Meg was naked, her steroid enhanced, chiseled body poised kneeling above him on the bed.

Outside the room the surf at Half Mood Bay rumbled, drowning out the sounds of automobiles on Highway One located about a hundred yards behind her home.

She lowered her head and with her tongue, gently explored Jack’s one eye. Ray moaned slightly and drew in his breath, She slowly licked the head and then Jack’s eye again. Then, placing her lips lightly on the tip of his penis, she gradually drew it into her mouth until her lips slid over the corona and lingered in the sulcus while she flicked her tongue again over the glans, then she proceeded down the shaft of his cock. He moaned again, his muscles going rigid as he entwined his fingers in her hair pulling it violently out and down while he thrust up forcing his cock deep into her mouth.

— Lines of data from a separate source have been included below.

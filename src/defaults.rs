//! The preset list offered when the host supplies none.

use chrono::{Datelike, Days, Months, NaiveDate};

use crate::{CalendarMonth, DefinedRange, Locale};

/// Today, Yesterday, This Week, Last Week, Last 7 Days, This Month, Last
/// Month, This Year, Last Year. Weeks start on the locale's first weekday.
///
/// Presets that would fall off the representable calendar are left out.
pub fn default_ranges(today: NaiveDate, locale: &Locale) -> Vec<DefinedRange> {
    let yesterday = today.checked_sub_days(Days::new(1));
    let week_ago = today.checked_sub_days(Days::new(7));
    let this_month = CalendarMonth::of(today);
    let last_month = this_month.add_months(-1);
    let this_year = year_span(today.year());
    let last_year = today.year().checked_sub(1).and_then(year_span);

    let candidates = [
        ("Today", Some((today, today))),
        ("Yesterday", yesterday.map(|d| (d, d))),
        ("This Week", Some((locale.start_of_week(today), locale.end_of_week(today)))),
        (
            "Last Week",
            week_ago.map(|d| (locale.start_of_week(d), locale.end_of_week(d))),
        ),
        ("Last 7 Days", week_ago.map(|d| (d, today))),
        ("This Month", Some((this_month.first_day(), this_month.last_day()))),
        ("Last Month", last_month.map(|m| (m.first_day(), m.last_day()))),
        ("This Year", this_year),
        ("Last Year", last_year),
    ];

    candidates
        .into_iter()
        .filter_map(|(label, span)| span.and_then(|(start, end)| DefinedRange::new(label, start, end).ok()))
        .collect()
}

fn year_span(year: i32) -> Option<(NaiveDate, NaiveDate)> {
    let start = NaiveDate::from_ymd_opt(year, 1, 1)?;
    let end = start.checked_add_months(Months::new(12))?.checked_sub_days(Days::new(1))?;
    Some((start, end))
}

#[cfg(test)]
mod tests {
    use super::*;
    use crate::test_utils::ymd;

    fn spans(ranges: &[DefinedRange]) -> Vec<(&str, NaiveDate, NaiveDate)> {
        ranges.iter().map(|r| (r.label(), r.start(), r.end())).collect()
    }

    #[test]
    fn test_default_ranges_sunday_week() {
        // 2024-03-06 is a Wednesday
        let ranges = default_ranges(ymd(2024, 3, 6), &Locale::EN_US);
        assert_eq!(
            spans(&ranges),
            vec![
                ("Today", ymd(2024, 3, 6), ymd(2024, 3, 6)),
                ("Yesterday", ymd(2024, 3, 5), ymd(2024, 3, 5)),
                ("This Week", ymd(2024, 3, 3), ymd(2024, 3, 9)),
                ("Last Week", ymd(2024, 2, 25), ymd(2024, 3, 2)),
                ("Last 7 Days", ymd(2024, 2, 28), ymd(2024, 3, 6)),
                ("This Month", ymd(2024, 3, 1), ymd(2024, 3, 31)),
                ("Last Month", ymd(2024, 2, 1), ymd(2024, 2, 29)),
                ("This Year", ymd(2024, 1, 1), ymd(2024, 12, 31)),
                ("Last Year", ymd(2023, 1, 1), ymd(2023, 12, 31)),
            ]
        );
    }

    #[test]
    fn test_default_ranges_monday_week() {
        let ranges = default_ranges(ymd(2024, 3, 6), &Locale::DE_DE);
        let this_week = ranges.iter().find(|r| r.label() == "This Week").unwrap();
        assert_eq!((this_week.start(), this_week.end()), (ymd(2024, 3, 4), ymd(2024, 3, 10)));

        let last_week = ranges.iter().find(|r| r.label() == "Last Week").unwrap();
        assert_eq!((last_week.start(), last_week.end()), (ymd(2024, 2, 26), ymd(2024, 3, 3)));
    }

    #[test]
    fn test_default_ranges_across_new_year() {
        let ranges = default_ranges(ymd(2024, 1, 1), &Locale::EN_US);
        let last_month = ranges.iter().find(|r| r.label() == "Last Month").unwrap();
        assert_eq!((last_month.start(), last_month.end()), (ymd(2023, 12, 1), ymd(2023, 12, 31)));

        let yesterday = ranges.iter().find(|r| r.label() == "Yesterday").unwrap();
        assert_eq!(yesterday.start(), ymd(2023, 12, 31));
    }
}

She loved the silky smoothness of the skin of his member, soft like velvet with the iron-hard prick beneath. She liked the pain as he pulled on her hair. She liked the ache in her sphincter where an hour or so before he brutalized it, thrusting deep within her. For the entire night they had gone without break from bed to shower to floor in an unending symphony of brutality and passion.

His moans grew louder as he drew her faster and deeper on him until with a sudden thrust the hot, bitter, salty brew sprayed into her mouth as he spasmed and then relaxed, his fingers falling from her hair.

As his breathing slowed and his erection wilted, she moved up and across his body bestowing light kisses on his body as she passed until she lay alongside him, her head nestled in the crook of his arm with her lips pressed against his neck.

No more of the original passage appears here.